Gujora Beach – we camped at the far end

The natural bay of Gujora Beach… the water was amazingly clear!
Tiny pink tent… my home away from home

After the first night, we trekked into the town to check out the boat schedules.  The boats fill up fast so I recommend buying tickets as soon as you arrive (this goes for the bus back to Daegu too).  We almost missed out on Oedo, but we were able to get some fancy tour in the nick of time.  At the harbor, there was a small seafood market with tables next to the water.  Across the road, there were many seafood restaurants as well.  Live seafood swam in tanks outside.

Oedo (외도), or Oe Island, is home to a large botanical garden.  It reminded me of the Bahá’í Gardens in Haifa, although not quite as impressive.  The owners of the garden tried to infuse as much Mediterranean influence as possible, so the flowers and shrubs were overshadowed by Greco-Roman statutes, amphitheaters, columns, etc.  It was chaotic and crowded, but the views of the sea were absolutely gorgeous.  I think Oedo would be much more enjoyable on a less crowded day, when you have time to wander at your own pace.

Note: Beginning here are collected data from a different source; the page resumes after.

//! Deterministic resolution digest.
//!
//! The `bid_root` is a hash over every verdict of a resolution, in order.
//! Anyone replaying the same bids gets the same root, so an auditor can
//! check a resolution without comparing full payloads.

use leadbid_types::ListingId;
use sha2::{Digest, Sha256};

use crate::selection::BidVerdict;

/// Compute the bid root for a listing's verdicts.
///
/// Depends on:
/// - the listing id
/// - each verdict's bidder, amount, reveal sequence and reason (in order)
#[must_use]
pub fn compute_bid_root(listing_id: ListingId, verdicts: &[BidVerdict]) -> [u8; 32] {
    let mut hasher = Sha256::new();
    hasher.update(b"leadbid:bid_root:v1:");
    hasher.update(listing_id.0.as_bytes());
    hasher.update((verdicts.len() as u64).to_le_bytes());

    for verdict in verdicts {
        hasher.update(verdict.bidder.0.as_bytes());
        match verdict.amount {
            Some(amount) => {
                hasher.update([1u8]);
                hasher.update(amount.normalize().to_string().as_bytes());
                hasher.update(b":");
            }
            None => hasher.update([0u8]),
        }
        hasher.update(verdict.reveal_sequence.unwrap_or(u64::MAX).to_le_bytes());
        hasher.update([verdict.reason.tag()]);
    }

    let result = hasher.finalize();
    let mut root = [0u8; 32];
    root.copy_from_slice(&result);
    root
}

/// Recompute the root and compare.
#[must_use]
pub fn verify_bid_root(listing_id: ListingId, verdicts: &[BidVerdict], expected: &[u8; 32]) -> bool {
    compute_bid_root(listing_id, verdicts) == *expected
}

#[cfg(test)]
mod tests {
    use leadbid_types::AccountId;
    use rust_decimal::Decimal;

    use super::*;
    use crate::selection::VerdictReason;

    fn verdict(bidder: u8, amount: Option<i64>, reason: VerdictReason) -> BidVerdict {
        BidVerdict {
            bidder: AccountId::from_bytes([bidder; 16]),
            amount: amount.map(|a| Decimal::new(a, 0)),
            reveal_sequence: amount.map(|_| u64::from(bidder)),
            reason,
        }
    }

    fn listing() -> ListingId {
        ListingId::from_bytes([9; 16])
    }

    #[test]
    fn empty_is_stable() {
        assert_eq!(compute_bid_root(listing(), &[]), compute_bid_root(listing(), &[]));
    }

    #[test]
    fn listing_id_matters() {
        assert_ne!(
            compute_bid_root(listing(), &[]),
            compute_bid_root(ListingId::from_bytes([8; 16]), &[])
        );
    }

    #[test]
    fn order_matters() {
        let a = verdict(1, Some(100), VerdictReason::Outbid);
        let b = verdict(2, Some(150), VerdictReason::Winner);
        assert_ne!(
            compute_bid_root(listing(), &[a.clone(), b.clone()]),
            compute_bid_root(listing(), &[b, a])
        );
    }

    #[test]
    fn equivalent_amounts_hash_identically() {
        let mut a = verdict(1, Some(100), VerdictReason::Winner);
        let root = compute_bid_root(listing(), std::slice::from_ref(&a));
        a.amount = Some(Decimal::new(10000, 2));
        assert!(verify_bid_root(listing(), &[a], &root));
    }

    #[test]
    fn reason_matters() {
        let a = verdict(1, Some(100), VerdictReason::Winner);
        let b = verdict(1, Some(100), VerdictReason::Outbid);
        assert_ne!(
            compute_bid_root(listing(), &[a]),
            compute_bid_root(listing(), &[b])
        );
    }
}
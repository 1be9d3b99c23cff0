//! Tracing subscriber setup for binaries and services embedding the engine.

use leadbid_types::{LeadbidError, Result};
use tracing_subscriber::{EnvFilter, fmt};

/// Log line format.
#[derive(Debug, Default, Clone, Copy, PartialEq, Eq)]
pub enum LogFormat {
    /// Human-readable lines.
    #[default]
    Plain,
    /// One JSON object per line, for log shippers.
    Json,
}

/// Install the global subscriber. Filter comes from `RUST_LOG`, falling
/// back to `info`.
///
/// # Errors
/// Returns `Configuration` if a global subscriber is already installed.
pub fn init_tracing(format: LogFormat) -> Result<()> {
    let filter = EnvFilter::try_from_default_env().unwrap_or_else(|_| EnvFilter::new("info"));
    let builder = fmt().with_env_filter(filter).with_target(true);
    let installed = match format {
        LogFormat::Plain => builder.try_init(),
        LogFormat::Json => builder.json().try_init(),
    };
    installed.map_err(|e| LeadbidError::Configuration(format!("tracing init failed: {e}")))
}
impl ListingRegistry {
    #[must_use]
    pub fn new(config: &MarketConfig) -> Self {
        Self {
            listings: HashMap::new(),
            custodian: config.custodian,
            max_bidding: std::time::Duration::from_secs(config.max_bidding_secs),
            max_reveal: std::time::Duration::from_secs(config.max_reveal_secs),
        }
    }

    /// Account holding listed assets.
    #[must_use]
    pub fn custodian(&self) -> AccountId {
        self.custodian
    }

    /// Create a listing and take the asset into custody.
    ///
    /// All parameters are validated before the asset registry is touched.
    ///
    /// # Errors
    /// - `InvalidWindow` if a duration is zero or above the configured maximum
    /// - `InvalidPrice` if the reserve is not positive or buy-now < reserve
    /// - `NotOwner` if `seller` does not hold the asset
    pub fn create_listing(
        &mut self,
        assets: &mut dyn AssetRegistry,
        seller: AccountId,
        params: ListingParams,
        now: DateTime<Utc>,
    ) -> Result<ListingId> {
        let bidding = window("bidding", params.bidding_duration, self.max_bidding)?;
        let reveal = window("reveal", params.reveal_duration, self.max_reveal)?;
        validate_prices(params.reserve_price, params.buy_now_price)?;

        if assets.owner_of(&params.asset_ref) != Some(seller) {
            return Err(LeadbidError::NotOwner {
                caller: seller,
                asset: params.asset_ref,
            });
        }
        assets.reassign(&params.asset_ref, seller, self.custodian)?;

        let bidding_end = now + bidding;
        let listing = Listing {
            id: ListingId::new(),
            asset_ref: params.asset_ref,
            seller,
            reserve_price: params.reserve_price,
            buy_now_price: params.buy_now_price,
            bidding_end,
            reveal_end: bidding_end + reveal,
            accepts_external_origin: params.accepts_external_origin,
            lead: params.lead,
            state: ListingState::Active,
            resolution: None,
            created_at: now,
        };
        let id = listing.id;

        tracing::info!(
            listing = %id,
            seller = %seller,
            asset = %listing.asset_ref,
            reserve = %listing.reserve_price,
            bidding_end = %listing.bidding_end,
            reveal_end = %listing.reveal_end,
            "Listing created"
        );
        self.listings.insert(id, listing);
        Ok(id)
    }

    /// Look up a listing.
    ///
    /// # Errors
    /// Returns `ListingNotFound` if the id is unknown.
    pub fn get(&self, id: ListingId) -> Result<&Listing> {
        self.listings
            .get(&id)
            .ok_or(LeadbidError::ListingNotFound(id))
    }

    /// Persist the time-driven phase for `now` and return the listing.
    ///
    /// # Errors
    /// Returns `ListingNotFound` if the id is unknown.
    pub fn refresh(&mut self, id: ListingId, now: DateTime<Utc>) -> Result<&Listing> {
        let listing = self
            .listings
            .get_mut(&id)
            .ok_or(LeadbidError::ListingNotFound(id))?;
        let before = listing.state;
        let after = listing.advance(now);
        if before != after {
            tracing::info!(listing = %id, from = %before, to = %after, "Listing phase advanced");
        }
        Ok(listing)
    }

    /// Check that `buyer` may buy the listing outright at `now` and return
    /// the price. Changes nothing.
    ///
    /// # Errors
    /// - `AlreadyResolved` if the listing is terminal
    /// - `WindowClosed` once the bidding window has closed
    /// - `BuyNowUnavailable` if no buy-now price is set
    /// - `NotEligible` if the buyer is the seller
    pub fn buy_now_quote(&self, id: ListingId, buyer: AccountId, now: DateTime<Utc>) -> Result<Decimal> {
        let listing = self.get(id)?;
        if listing.state.is_terminal() {
            return Err(LeadbidError::AlreadyResolved(id));
        }
        if !listing.accepts_commits_at(now) {
            return Err(LeadbidError::WindowClosed {
                listing_id: id,
                operation: "buy_now",
                state: listing.phase_at(now),
            });
        }
        let price = listing
            .buy_now_price
            .ok_or_else(|| LeadbidError::BuyNowUnavailable {
                listing_id: id,
                reason: "listing has no buy-now price".into(),
            })?;
        if buyer == listing.seller {
            return Err(LeadbidError::NotEligible {
                reason: "seller cannot buy their own listing".into(),
            });
        }
        Ok(price)
    }

    /// Move a listing to a terminal state.
    ///
    /// # Errors
    /// Returns `ListingNotFound` or `AlreadyResolved`.
    pub fn finish(
        &mut self,
        id: ListingId,
        target: ListingState,
        resolution: Resolution,
        now: DateTime<Utc>,
    ) -> Result<()> {
        let listing = self
            .listings
            .get_mut(&id)
            .ok_or(LeadbidError::ListingNotFound(id))?;
        listing.advance(now);
        listing.finish(target, resolution)?;
        tracing::info!(listing = %id, state = %target, "Listing finished");
        Ok(())
    }

    /// Hand a listed asset out of custody.
    ///
    /// # Errors
    /// Returns `ListingNotFound`, or the asset registry's error if custody
    /// was lost.
    pub fn release_asset(
        &self,
        assets: &mut dyn AssetRegistry,
        id: ListingId,
        to: AccountId,
    ) -> Result<()> {
        let listing = self.get(id)?;
        assets.reassign(&listing.asset_ref, self.custodian, to)?;
        tracing::debug!(listing = %id, asset = %listing.asset_ref, to = %to, "Asset released from custody");
        Ok(())
    }

    /// Iterate all listings (unordered).
    pub fn iter(&self) -> impl Iterator<Item = &Listing> {
        self.listings.values()
    }

    #[must_use]
    pub fn len(&self) -> usize {
        self.listings.len()
    }

    #[must_use]
    pub fn is_empty(&self) -> bool {
        self.listings.is_empty()
    }
}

A pair of stone birds on Oedo

Mediterranean-style church

Partial image of the grounds

Most of the trip was spent on the beach, relaxing around a fire and talking with friends.  It was a perfect weekend escape from Daegu.  I love seeing more of Korea – I’m constantly surprised by how beautiful it is.

 Check out a short video I made of the trip here.

For fellow expats, there is more detailed information after the jump.

Expat Info:

  • Buses to Geoje were available at the Dong-bu bus terminal in Daegu.  Each way cost 13,600.
  • There are a few buses you can take to Gujora.  22 and 67 are two off the top of my head, but there were others.  From Gujora you must walk through the town to access the beach.  We just plopped down a tent and were not bothered by anyone.
  • Ferries to Oedo are 16,000 + 8,000 for admission, but we got some kind of special package for 23,000 which included both.  Definitely try to get tickets ASAP because there was a crowd of miffed Koreans who missed out.  Same for the bus back to your home city… we bought the tickets as soon as we arrived and were almost unable to be accommodated – although we had 7 people in our party.

If anyone has any questions, feel free to comment.  I know we struggled with the lack of information in planning this trip, and I’m happy to provide some.